Task instructions → Take each line from the entries that holds "accepted" and copy it out.

(Given entries)

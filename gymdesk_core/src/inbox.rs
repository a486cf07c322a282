//! In-app notifications and client-to-staff feedback.

use crate::error::{Error, Result};
use crate::store::GymStore;
use crate::types::{
    CurrentUser, Feedback, NewFeedback, NewNotification, Notification,
};
use chrono::{DateTime, Utc};

/// Feedback message length bounds enforced client-side
const FEEDBACK_MIN_LEN: usize = 10;
const FEEDBACK_MAX_LEN: usize = 500;

/// Initial status the client writes on a new feedback row
const FEEDBACK_INITIAL_STATUS: &str = "Pending";

/// The signed-in user's notifications, newest first
pub async fn fetch_inbox(store: &impl GymStore, user: &CurrentUser) -> Vec<Notification> {
    store.notifications_for(user.id).await
}

pub fn unread_count(notifications: &[Notification]) -> usize {
    notifications.iter().filter(|n| !n.read).count()
}

pub async fn mark_read(store: &impl GymStore, notification_id: u64) -> Result<Notification> {
    store
        .set_notification_read(notification_id, true)
        .await
        .ok_or_else(|| {
            Error::StoreUnavailable("notification update was not accepted by the store".into())
        })
}

/// Deliver a message to a user's inbox
pub async fn notify(
    store: &impl GymStore,
    recipient_id: u64,
    message: &str,
    now: DateTime<Utc>,
) -> Result<Notification> {
    let new = NewNotification {
        recipient_id,
        message: message.to_string(),
        sent_at: now,
        read: false,
    };
    store.create_notification(&new).await.ok_or_else(|| {
        Error::StoreUnavailable("notification write was not accepted by the store".into())
    })
}

/// Send feedback from a client to the staff.
pub async fn send_feedback(
    store: &impl GymStore,
    user: &CurrentUser,
    subject: &str,
    message: &str,
    now: DateTime<Utc>,
) -> Result<Feedback> {
    if !user.is_client() {
        return Err(Error::PermissionDenied("feedback is available to clients only"));
    }
    if subject.trim().is_empty() {
        return Err(Error::Validation("subject must not be empty".into()));
    }
    let len = message.chars().count();
    if !(FEEDBACK_MIN_LEN..=FEEDBACK_MAX_LEN).contains(&len) {
        return Err(Error::Validation(format!(
            "message must be between {FEEDBACK_MIN_LEN} and {FEEDBACK_MAX_LEN} characters"
        )));
    }

    let new = NewFeedback {
        client_id: user.id,
        subject: subject.to_string(),
        message: message.to_string(),
        sent_at: now,
        status: FEEDBACK_INITIAL_STATUS.to_string(),
    };
    store.create_feedback(&new).await.ok_or_else(|| {
        Error::StoreUnavailable("feedback write was not accepted by the store".into())
    })
}

/// The client's sent feedback, newest first
pub async fn feedback_history(store: &impl GymStore, user: &CurrentUser) -> Vec<Feedback> {
    let mut items = store.feedback_by_client(user.id).await;
    items.sort_by(|a, b| b.sent_at.cmp(&a.sent_at));
    items
}

#[cfg(test)]
mod tests {
    use super::*;
    use crate::store::MemoryStore;
    use crate::types::Role;
    use chrono::TimeZone;

    fn now() -> DateTime<Utc> {
        Utc.with_ymd_and_hms(2026, 8, 7, 12, 0, 0).unwrap()
    }

    fn client(id: u64) -> CurrentUser {
        CurrentUser {
            id,
            name: "Client".into(),
            role: Role::Client,
        }
    }

    #[tokio::test]
    async fn test_unread_count_and_mark_read() {
        let store = MemoryStore::new();
        let n = notify(&store, 4, "Schedule changed", now()).await.unwrap();
        notify(&store, 4, "Welcome!", now()).await.unwrap();

        let inbox = fetch_inbox(&store, &client(4)).await;
        assert_eq!(unread_count(&inbox), 2);

        mark_read(&store, n.id).await.unwrap();
        let inbox = fetch_inbox(&store, &client(4)).await;
        assert_eq!(unread_count(&inbox), 1);
    }

    #[tokio::test]
    async fn test_feedback_length_bounds() {
        let store = MemoryStore::new();
        let user = client(4);

        let short = send_feedback(&store, &user, "Hours", "too short", now()).await;
        assert!(matches!(short, Err(Error::Validation(_))));

        let long = "x".repeat(501);
        let too_long = send_feedback(&store, &user, "Hours", &long, now()).await;
        assert!(matches!(too_long, Err(Error::Validation(_))));

        let ok = send_feedback(
            &store,
            &user,
            "Hours",
            "Could you open earlier on weekends?",
            now(),
        )
        .await
        .unwrap();
        assert_eq!(ok.status, "Pending");
    }

    #[tokio::test]
    async fn test_feedback_clients_only() {
        let store = MemoryStore::new();
        let staff = CurrentUser {
            id: 2,
            name: "T".into(),
            role: Role::Trainer,
        };
        let result =
            send_feedback(&store, &staff, "Subject", "A long enough message", now()).await;
        assert!(matches!(result, Err(Error::PermissionDenied(_))));
    }

    #[tokio::test]
    async fn test_feedback_history_newest_first() {
        let store = MemoryStore::new();
        let user = client(4);
        for (hour, subject) in [(9, "first"), (15, "third"), (12, "second")] {
            send_feedback(
                &store,
                &user,
                subject,
                "A long enough message body",
                Utc.with_ymd_and_hms(2026, 8, 7, hour, 0, 0).unwrap(),
            )
            .await
            .unwrap();
        }

        let history = feedback_history(&store, &user).await;
        let subjects: Vec<String> = history.into_iter().map(|f| f.subject).collect();
        assert_eq!(subjects, vec!["third", "second", "first"]);
    }
}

(End Given entries)

Solution to this exercise →
            Error::StoreUnavailable("notification update was not accepted by the store".into())
        Error::StoreUnavailable("notification write was not accepted by the store".into())
        Error::StoreUnavailable("feedback write was not accepted by the store".into())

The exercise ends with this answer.